//! "All or one value" selector used by the list views.

use crate::WardError;
use serde::{Deserialize, Deserializer, Serialize, Serializer};
use std::fmt;
use std::str::FromStr;

/// Wire value that selects every item.
pub const ALL: &str = "all";

#[derive(Clone, Copy, Debug, PartialEq, Eq, Hash)]
pub enum Filter<T> {
    All,
    Only(T),
}

impl<T> Default for Filter<T> {
    fn default() -> Self {
        Filter::All
    }
}

impl<T: PartialEq> Filter<T> {
    pub fn matches(&self, value: &T) -> bool {
        match self {
            Filter::All => true,
            Filter::Only(wanted) => wanted == value,
        }
    }
}

impl<T: fmt::Display> fmt::Display for Filter<T> {
    fn fmt(&self, f: &mut fmt::Formatter<'_>) -> fmt::Result {
        match self {
            Filter::All => f.write_str(ALL),
            Filter::Only(value) => value.fmt(f),
        }
    }
}

impl<T: FromStr<Err = WardError>> FromStr for Filter<T> {
    type Err = WardError;

    fn from_str(s: &str) -> Result<Self, Self::Err> {
        if s.is_empty() || s == ALL {
            Ok(Filter::All)
        } else {
            s.parse().map(Filter::Only)
        }
    }
}

impl<T: fmt::Display> Serialize for Filter<T> {
    fn serialize<S: Serializer>(&self, serializer: S) -> Result<S::Ok, S::Error> {
        serializer.collect_str(self)
    }
}

impl<'de, T: FromStr<Err = WardError>> Deserialize<'de> for Filter<T> {
    fn deserialize<D: Deserializer<'de>>(deserializer: D) -> Result<Self, D::Error> {
        let raw = String::deserialize(deserializer)?;
        raw.parse().map_err(serde::de::Error::custom)
    }
}
//! Form validation results.
//!
//! Forms on the ward never stop at the first problem: every failing field is collected with a
//! message meant for the person filling the form, and the whole map is handed back as a value.

use serde::{Deserialize, Serialize};
use std::collections::BTreeMap;
use std::fmt;

/// Per-field validation messages, keyed by the field's wire name (e.g. `bedNumber`).
#[derive(Clone, Debug, Default, PartialEq, Eq, Serialize, Deserialize)]
#[serde(transparent)]
pub struct ValidationErrors(BTreeMap<String, String>);

impl ValidationErrors {
    pub fn new() -> Self {
        Self::default()
    }

    /// Records `message` for `field`. A later message for the same field replaces the earlier one.
    pub fn add(&mut self, field: impl Into<String>, message: impl Into<String>) {
        self.0.insert(field.into(), message.into());
    }

    /// Records `message` for `field` when `failed` holds.
    pub fn check(&mut self, failed: bool, field: &str, message: &str) {
        if failed {
            self.add(field, message);
        }
    }

    pub fn get(&self, field: &str) -> Option<&str> {
        self.0.get(field).map(String::as_str)
    }

    pub fn contains(&self, field: &str) -> bool {
        self.0.contains_key(field)
    }

    pub fn is_empty(&self) -> bool {
        self.0.is_empty()
    }

    pub fn len(&self) -> usize {
        self.0.len()
    }

    pub fn fields(&self) -> impl Iterator<Item = &str> {
        self.0.keys().map(String::as_str)
    }

    /// `Ok(())` when nothing was recorded, otherwise the collected errors.
    pub fn into_result(self) -> Result<(), ValidationErrors> {
        if self.is_empty() {
            Ok(())
        } else {
            Err(self)
        }
    }
}

impl fmt::Display for ValidationErrors {
    fn fmt(&self, f: &mut fmt::Formatter<'_>) -> fmt::Result {
        let mut first = true;
        for (field, message) in &self.0 {
            if !first {
                f.write_str("; ")?;
            }
            write!(f, "{field}: {message}")?;
            first = false;
        }
        Ok(())
    }
}

#[cfg(test)]
mod tests {
    use super::*;

    #[test]
    fn collects_every_failing_field() {
        let mut errors = ValidationErrors::new();
        errors.check(true, "name", "Nome é obrigatório");
        errors.check(false, "age", "Idade deve ser maior que 0");
        errors.check(true, "bedNumber", "Número do leito é obrigatório");

        assert_eq!(errors.len(), 2);
        assert!(errors.contains("name"));
        assert!(!errors.contains("age"));
        assert_eq!(errors.get("bedNumber"), Some("Número do leito é obrigatório"));
        assert!(errors.into_result().is_err());
    }

    #[test]
    fn empty_map_is_ok() {
        assert!(ValidationErrors::new().into_result().is_ok());
    }

    #[test]
    fn serialises_as_plain_object() {
        let mut errors = ValidationErrors::new();
        errors.add("age", "Idade deve ser maior que 0");
        let json = serde_json::to_string(&errors).unwrap();
        assert_eq!(json, r#"{"age":"Idade deve ser maior que 0"}"#);
        assert_eq!(errors.to_string(), "age: Idade deve ser maior que 0");
    }
}
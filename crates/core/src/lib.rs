//! # UTI Core
//!
//! Domain logic of the ICU ward dashboard.
//!
//! This crate holds the ward's data model and every piece of view state built on it:
//! - The patient roster with search/status filtering and the decubitus (repositioning) timer
//! - The bedside dashboard with nursing tasks
//! - SBAR handover notes, quality indicators and per-shift indicator checklists
//! - Patient, physical-assessment and checklist form controllers with field validation
//! - Staffing-scale import from CSV
//! - Navigation between views and the wall clock
//!
//! Nothing is persisted: a [`Ward`] starts from the seed collections in [`seed`].
//!
//! **No transport concerns**: HTTP handlers belong in `api-rest`, the remote record backend in
//! `backend`.

pub mod assessment;
pub mod checklist;
pub mod clock;
pub mod config;
pub mod constants;
pub mod dashboard;
mod error;
pub mod filter;
pub mod forms;
pub mod import;
pub mod indicators;
pub mod model;
pub mod navigation;
pub mod roster;
pub mod sbar;
pub mod seed;
pub mod validation;
pub mod ward;

pub use config::{CoreConfig, EnvValues};
pub use error::{ImportError, ImportResult, WardError, WardResult};
pub use filter::Filter;
pub use validation::ValidationErrors;
pub use ward::Ward;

• _Exercise goal_
Each entry shown above must be retyped word for word.

• _Solution_
//! "All or one value" selector used by the list views.

use crate::WardError;
use serde::{Deserialize, Deserializer, Serialize, Serializer};
use std::fmt;
use std::str::FromStr;

/// Wire value that selects every item.
pub const ALL: &str = "all";

#[derive(Clone, Copy, Debug, PartialEq, Eq, Hash)]
pub enum Filter<T> {
    All,
    Only(T),
}

impl<T> Default for Filter<T> {
    fn default() -> Self {
        Filter::All
    }
}

impl<T: PartialEq> Filter<T> {
    pub fn matches(&self, value: &T) -> bool {
        match self {
            Filter::All => true,
            Filter::Only(wanted) => wanted == value,
        }
    }
}

impl<T: fmt::Display> fmt::Display for Filter<T> {
    fn fmt(&self, f: &mut fmt::Formatter<'_>) -> fmt::Result {
        match self {
            Filter::All => f.write_str(ALL),
            Filter::Only(value) => value.fmt(f),
        }
    }
}

impl<T: FromStr<Err = WardError>> FromStr for Filter<T> {
    type Err = WardError;

    fn from_str(s: &str) -> Result<Self, Self::Err> {
        if s.is_empty() || s == ALL {
            Ok(Filter::All)
        } else {
            s.parse().map(Filter::Only)
        }
    }
}

impl<T: fmt::Display> Serialize for Filter<T> {
    fn serialize<S: Serializer>(&self, serializer: S) -> Result<S::Ok, S::Error> {
        serializer.collect_str(self)
    }
}

impl<'de, T: FromStr<Err = WardError>> Deserialize<'de> for Filter<T> {
    fn deserialize<D: Deserializer<'de>>(deserializer: D) -> Result<Self, D::Error> {
        let raw = String::deserialize(deserializer)?;
        raw.parse().map_err(serde::de::Error::custom)
    }
}
//! Form validation results.
//!
//! Forms on the ward never stop at the first problem: every failing field is collected with a
//! message meant for the person filling the form, and the whole map is handed back as a value.

use serde::{Deserialize, Serialize};
use std::collections::BTreeMap;
use std::fmt;

/// Per-field validation messages, keyed by the field's wire name (e.g. `bedNumber`).
#[derive(Clone, Debug, Default, PartialEq, Eq, Serialize, Deserialize)]
#[serde(transparent)]
pub struct ValidationErrors(BTreeMap<String, String>);

impl ValidationErrors {
    pub fn new() -> Self {
        Self::default()
    }

    /// Records `message` for `field`. A later message for the same field replaces the earlier one.
    pub fn add(&mut self, field: impl Into<String>, message: impl Into<String>) {
        self.0.insert(field.into(), message.into());
    }

    /// Records `message` for `field` when `failed` holds.
    pub fn check(&mut self, failed: bool, field: &str, message: &str) {
        if failed {
            self.add(field, message);
        }
    }

    pub fn get(&self, field: &str) -> Option<&str> {
        self.0.get(field).map(String::as_str)
    }

    pub fn contains(&self, field: &str) -> bool {
        self.0.contains_key(field)
    }

    pub fn is_empty(&self) -> bool {
        self.0.is_empty()
    }

    pub fn len(&self) -> usize {
        self.0.len()
    }

    pub fn fields(&self) -> impl Iterator<Item = &str> {
        self.0.keys().map(String::as_str)
    }

    /// `Ok(())` when nothing was recorded, otherwise the collected errors.
    pub fn into_result(self) -> Result<(), ValidationErrors> {
        if self.is_empty() {
            Ok(())
        } else {
            Err(self)
        }
    }
}

impl fmt::Display for ValidationErrors {
    fn fmt(&self, f: &mut fmt::Formatter<'_>) -> fmt::Result {
        let mut first = true;
        for (field, message) in &self.0 {
            if !first {
                f.write_str("; ")?;
            }
            write!(f, "{field}: {message}")?;
            first = false;
        }
        Ok(())
    }
}

#[cfg(test)]
mod tests {
    use super::*;

    #[test]
    fn collects_every_failing_field() {
        let mut errors = ValidationErrors::new();
        errors.check(true, "name", "Nome é obrigatório");
        errors.check(false, "age", "Idade deve ser maior que 0");
        errors.check(true, "bedNumber", "Número do leito é obrigatório");

        assert_eq!(errors.len(), 2);
        assert!(errors.contains("name"));
        assert!(!errors.contains("age"));
        assert_eq!(errors.get("bedNumber"), Some("Número do leito é obrigatório"));
        assert!(errors.into_result().is_err());
    }

    #[test]
    fn empty_map_is_ok() {
        assert!(ValidationErrors::new().into_result().is_ok());
    }

    #[test]
    fn serialises_as_plain_object() {
        let mut errors = ValidationErrors::new();
        errors.add("age", "Idade deve ser maior que 0");
        let json = serde_json::to_string(&errors).unwrap();
        assert_eq!(json, r#"{"age":"Idade deve ser maior que 0"}"#);
        assert_eq!(errors.to_string(), "age: Idade deve ser maior que 0");
    }
}
filename crates/core/src/lib.rs
//! # UTI Core
//!
//! Domain logic of the ICU ward dashboard.
//!
//! This crate holds the ward's data model and every piece of view state built on it:
//! - The patient roster with search/status filtering and the decubitus (repositioning) timer
//! - The bedside dashboard with nursing tasks
//! - SBAR handover notes, quality indicators and per-shift indicator checklists
//! - Patient, physical-assessment and checklist form controllers with field validation
//! - Staffing-scale import from CSV
//! - Navigation between views and the wall clock
//!
//! Nothing is persisted: a [`Ward`] starts from the seed collections in [`seed`].
//!
//! **No transport concerns**: HTTP handlers belong in `api-rest`, the remote record backend in
//! `backend`.

pub mod assessment;
pub mod checklist;
pub mod clock;
pub mod config;
pub mod constants;
pub mod dashboard;
mod error;
pub mod filter;
pub mod forms;
pub mod import;
pub mod indicators;
pub mod model;
pub mod navigation;
pub mod roster;
pub mod sbar;
pub mod seed;
pub mod validation;
pub mod ward;

pub use config::{CoreConfig, EnvValues};
pub use error::{ImportError, ImportResult, WardError, WardResult};
pub use filter::Filter;
pub use validation::ValidationErrors;
pub use ward::Ward;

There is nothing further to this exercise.